About this exercise → Set down every entry again, exactly as it appears.

Source information →
=====
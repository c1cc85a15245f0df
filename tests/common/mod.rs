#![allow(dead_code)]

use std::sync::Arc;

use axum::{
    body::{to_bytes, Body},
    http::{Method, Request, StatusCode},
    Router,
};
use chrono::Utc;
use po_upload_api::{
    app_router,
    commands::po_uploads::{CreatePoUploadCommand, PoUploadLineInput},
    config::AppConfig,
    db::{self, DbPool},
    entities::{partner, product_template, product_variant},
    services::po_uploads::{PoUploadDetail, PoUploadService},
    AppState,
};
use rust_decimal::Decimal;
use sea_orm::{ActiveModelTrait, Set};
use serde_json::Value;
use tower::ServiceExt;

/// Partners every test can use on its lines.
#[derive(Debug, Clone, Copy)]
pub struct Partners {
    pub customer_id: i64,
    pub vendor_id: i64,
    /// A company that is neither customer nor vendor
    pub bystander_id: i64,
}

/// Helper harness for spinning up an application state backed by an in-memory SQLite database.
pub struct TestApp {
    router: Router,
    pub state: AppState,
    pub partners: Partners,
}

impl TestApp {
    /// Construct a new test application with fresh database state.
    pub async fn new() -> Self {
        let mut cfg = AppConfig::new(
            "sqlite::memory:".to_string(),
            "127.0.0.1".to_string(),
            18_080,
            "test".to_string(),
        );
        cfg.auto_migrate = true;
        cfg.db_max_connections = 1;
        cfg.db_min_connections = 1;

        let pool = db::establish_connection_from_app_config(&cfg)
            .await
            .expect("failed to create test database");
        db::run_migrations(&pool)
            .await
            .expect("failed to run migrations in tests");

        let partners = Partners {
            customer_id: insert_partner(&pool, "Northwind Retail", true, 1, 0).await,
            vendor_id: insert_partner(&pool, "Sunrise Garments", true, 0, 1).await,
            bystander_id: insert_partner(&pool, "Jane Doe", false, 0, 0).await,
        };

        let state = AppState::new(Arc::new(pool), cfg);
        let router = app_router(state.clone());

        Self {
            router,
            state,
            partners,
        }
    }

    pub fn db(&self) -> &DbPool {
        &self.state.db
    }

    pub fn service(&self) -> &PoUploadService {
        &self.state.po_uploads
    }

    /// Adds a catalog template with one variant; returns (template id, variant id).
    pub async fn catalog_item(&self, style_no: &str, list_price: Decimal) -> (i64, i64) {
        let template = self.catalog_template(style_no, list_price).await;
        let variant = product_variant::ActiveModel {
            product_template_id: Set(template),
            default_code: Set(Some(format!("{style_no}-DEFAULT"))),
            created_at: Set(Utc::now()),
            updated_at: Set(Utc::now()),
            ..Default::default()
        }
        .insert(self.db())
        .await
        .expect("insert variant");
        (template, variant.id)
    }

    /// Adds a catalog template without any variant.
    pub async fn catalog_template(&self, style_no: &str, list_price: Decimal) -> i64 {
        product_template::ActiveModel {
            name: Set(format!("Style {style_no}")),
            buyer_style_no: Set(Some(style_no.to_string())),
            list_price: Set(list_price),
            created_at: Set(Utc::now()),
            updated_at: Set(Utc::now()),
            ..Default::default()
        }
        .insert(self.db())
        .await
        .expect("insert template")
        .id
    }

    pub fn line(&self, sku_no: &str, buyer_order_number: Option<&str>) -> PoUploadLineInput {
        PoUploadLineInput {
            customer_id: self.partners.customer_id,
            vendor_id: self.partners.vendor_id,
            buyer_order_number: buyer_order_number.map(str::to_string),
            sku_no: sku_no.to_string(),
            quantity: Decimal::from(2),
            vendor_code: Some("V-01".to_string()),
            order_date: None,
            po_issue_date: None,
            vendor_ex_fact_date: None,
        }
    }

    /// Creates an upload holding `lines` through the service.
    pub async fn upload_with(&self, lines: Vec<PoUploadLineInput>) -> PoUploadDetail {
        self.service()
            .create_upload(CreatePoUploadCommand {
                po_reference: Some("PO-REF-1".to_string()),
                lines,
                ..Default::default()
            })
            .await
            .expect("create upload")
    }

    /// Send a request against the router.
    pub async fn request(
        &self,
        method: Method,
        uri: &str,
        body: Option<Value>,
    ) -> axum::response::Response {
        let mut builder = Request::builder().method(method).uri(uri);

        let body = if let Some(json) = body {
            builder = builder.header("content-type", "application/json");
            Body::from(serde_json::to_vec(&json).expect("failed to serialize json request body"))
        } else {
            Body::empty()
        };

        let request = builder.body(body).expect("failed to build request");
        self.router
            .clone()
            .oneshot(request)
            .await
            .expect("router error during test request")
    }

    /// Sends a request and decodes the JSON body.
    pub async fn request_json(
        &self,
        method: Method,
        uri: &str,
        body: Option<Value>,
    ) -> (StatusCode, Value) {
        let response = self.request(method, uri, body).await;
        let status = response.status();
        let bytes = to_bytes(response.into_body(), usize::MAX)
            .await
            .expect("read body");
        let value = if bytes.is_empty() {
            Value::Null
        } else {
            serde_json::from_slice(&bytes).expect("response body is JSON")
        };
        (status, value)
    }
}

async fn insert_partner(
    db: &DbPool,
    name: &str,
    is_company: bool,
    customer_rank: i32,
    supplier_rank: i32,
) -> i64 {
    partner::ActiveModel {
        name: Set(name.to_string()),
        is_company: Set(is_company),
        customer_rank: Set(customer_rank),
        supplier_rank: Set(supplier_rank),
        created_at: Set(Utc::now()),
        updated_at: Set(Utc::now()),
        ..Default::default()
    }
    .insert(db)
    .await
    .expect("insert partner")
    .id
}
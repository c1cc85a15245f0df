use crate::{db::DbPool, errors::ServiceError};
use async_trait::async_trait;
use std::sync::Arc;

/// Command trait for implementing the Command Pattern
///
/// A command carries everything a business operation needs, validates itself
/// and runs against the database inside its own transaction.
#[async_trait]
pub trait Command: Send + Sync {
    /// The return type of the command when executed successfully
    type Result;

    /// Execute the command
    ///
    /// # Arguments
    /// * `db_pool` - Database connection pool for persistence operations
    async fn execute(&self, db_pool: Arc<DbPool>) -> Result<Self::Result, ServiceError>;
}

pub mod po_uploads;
=====
Result below →
repository c1cc85a15245f0df
filename tests/common/mod.rs
#![allow(dead_code)]

use std::sync::Arc;

use axum::{
    body::{to_bytes, Body},
    http::{Method, Request, StatusCode},
    Router,
};
use chrono::Utc;
use po_upload_api::{
    app_router,
    commands::po_uploads::{CreatePoUploadCommand, PoUploadLineInput},
    config::AppConfig,
    db::{self, DbPool},
    entities::{partner, product_template, product_variant},
    services::po_uploads::{PoUploadDetail, PoUploadService},
    AppState,
};
use rust_decimal::Decimal;
use sea_orm::{ActiveModelTrait, Set};
use serde_json::Value;
use tower::ServiceExt;

/// Partners every test can use on its lines.
#[derive(Debug, Clone, Copy)]
pub struct Partners {
    pub customer_id: i64,
    pub vendor_id: i64,
    /// A company that is neither customer nor vendor
    pub bystander_id: i64,
}

/// Helper harness for spinning up an application state backed by an in-memory SQLite database.
pub struct TestApp {
    router: Router,
    pub state: AppState,
    pub partners: Partners,
}

impl TestApp {
    /// Construct a new test application with fresh database state.
    pub async fn new() -> Self {
        let mut cfg = AppConfig::new(
            "sqlite::memory:".to_string(),
            "127.0.0.1".to_string(),
            18_080,
            "test".to_string(),
        );
        cfg.auto_migrate = true;
        cfg.db_max_connections = 1;
        cfg.db_min_connections = 1;

        let pool = db::establish_connection_from_app_config(&cfg)
            .await
            .expect("failed to create test database");
        db::run_migrations(&pool)
            .await
            .expect("failed to run migrations in tests");

        let partners = Partners {
            customer_id: insert_partner(&pool, "Northwind Retail", true, 1, 0).await,
            vendor_id: insert_partner(&pool, "Sunrise Garments", true, 0, 1).await,
            bystander_id: insert_partner(&pool, "Jane Doe", false, 0, 0).await,
        };

        let state = AppState::new(Arc::new(pool), cfg);
        let router = app_router(state.clone());

        Self {
            router,
            state,
            partners,
        }
    }

    pub fn db(&self) -> &DbPool {
        &self.state.db
    }

    pub fn service(&self) -> &PoUploadService {
        &self.state.po_uploads
    }

    /// Adds a catalog template with one variant; returns (template id, variant id).
    pub async fn catalog_item(&self, style_no: &str, list_price: Decimal) -> (i64, i64) {
        let template = self.catalog_template(style_no, list_price).await;
        let variant = product_variant::ActiveModel {
            product_template_id: Set(template),
            default_code: Set(Some(format!("{style_no}-DEFAULT"))),
            created_at: Set(Utc::now()),
            updated_at: Set(Utc::now()),
            ..Default::default()
        }
        .insert(self.db())
        .await
        .expect("insert variant");
        (template, variant.id)
    }

    /// Adds a catalog template without any variant.
    pub async fn catalog_template(&self, style_no: &str, list_price: Decimal) -> i64 {
        product_template::ActiveModel {
            name: Set(format!("Style {style_no}")),
            buyer_style_no: Set(Some(style_no.to_string())),
            list_price: Set(list_price),
            created_at: Set(Utc::now()),
            updated_at: Set(Utc::now()),
            ..Default::default()
        }
        .insert(self.db())
        .await
        .expect("insert template")
        .id
    }

    pub fn line(&self, sku_no: &str, buyer_order_number: Option<&str>) -> PoUploadLineInput {
        PoUploadLineInput {
            customer_id: self.partners.customer_id,
            vendor_id: self.partners.vendor_id,
            buyer_order_number: buyer_order_number.map(str::to_string),
            sku_no: sku_no.to_string(),
            quantity: Decimal::from(2),
            vendor_code: Some("V-01".to_string()),
            order_date: None,
            po_issue_date: None,
            vendor_ex_fact_date: None,
        }
    }

    /// Creates an upload holding `lines` through the service.
    pub async fn upload_with(&self, lines: Vec<PoUploadLineInput>) -> PoUploadDetail {
        self.service()
            .create_upload(CreatePoUploadCommand {
                po_reference: Some("PO-REF-1".to_string()),
                lines,
                ..Default::default()
            })
            .await
            .expect("create upload")
    }

    /// Send a request against the router.
    pub async fn request(
        &self,
        method: Method,
        uri: &str,
        body: Option<Value>,
    ) -> axum::response::Response {
        let mut builder = Request::builder().method(method).uri(uri);

        let body = if let Some(json) = body {
            builder = builder.header("content-type", "application/json");
            Body::from(serde_json::to_vec(&json).expect("failed to serialize json request body"))
        } else {
            Body::empty()
        };

        let request = builder.body(body).expect("failed to build request");
        self.router
            .clone()
            .oneshot(request)
            .await
            .expect("router error during test request")
    }

    /// Sends a request and decodes the JSON body.
    pub async fn request_json(
        &self,
        method: Method,
        uri: &str,
        body: Option<Value>,
    ) -> (StatusCode, Value) {
        let response = self.request(method, uri, body).await;
        let status = response.status();
        let bytes = to_bytes(response.into_body(), usize::MAX)
            .await
            .expect("read body");
        let value = if bytes.is_empty() {
            Value::Null
        } else {
            serde_json::from_slice(&bytes).expect("response body is JSON")
        };
        (status, value)
    }
}

async fn insert_partner(
    db: &DbPool,
    name: &str,
    is_company: bool,
    customer_rank: i32,
    supplier_rank: i32,
) -> i64 {
    partner::ActiveModel {
        name: Set(name.to_string()),
        is_company: Set(is_company),
        customer_rank: Set(customer_rank),
        supplier_rank: Set(supplier_rank),
        created_at: Set(Utc::now()),
        updated_at: Set(Utc::now()),
        ..Default::default()
    }
    .insert(db)
    .await
    .expect("insert partner")
    .id
}
repository c1cc85a15245f0df
use crate::{db::DbPool, errors::ServiceError};
use async_trait::async_trait;
use std::sync::Arc;

/// Command trait for implementing the Command Pattern
///
/// A command carries everything a business operation needs, validates itself
/// and runs against the database inside its own transaction.
#[async_trait]
pub trait Command: Send + Sync {
    /// The return type of the command when executed successfully
    type Result;

    /// Execute the command
    ///
    /// # Arguments
    /// * `db_pool` - Database connection pool for persistence operations
    async fn execute(&self, db_pool: Arc<DbPool>) -> Result<Self::Result, ServiceError>;
}

pub mod po_uploads;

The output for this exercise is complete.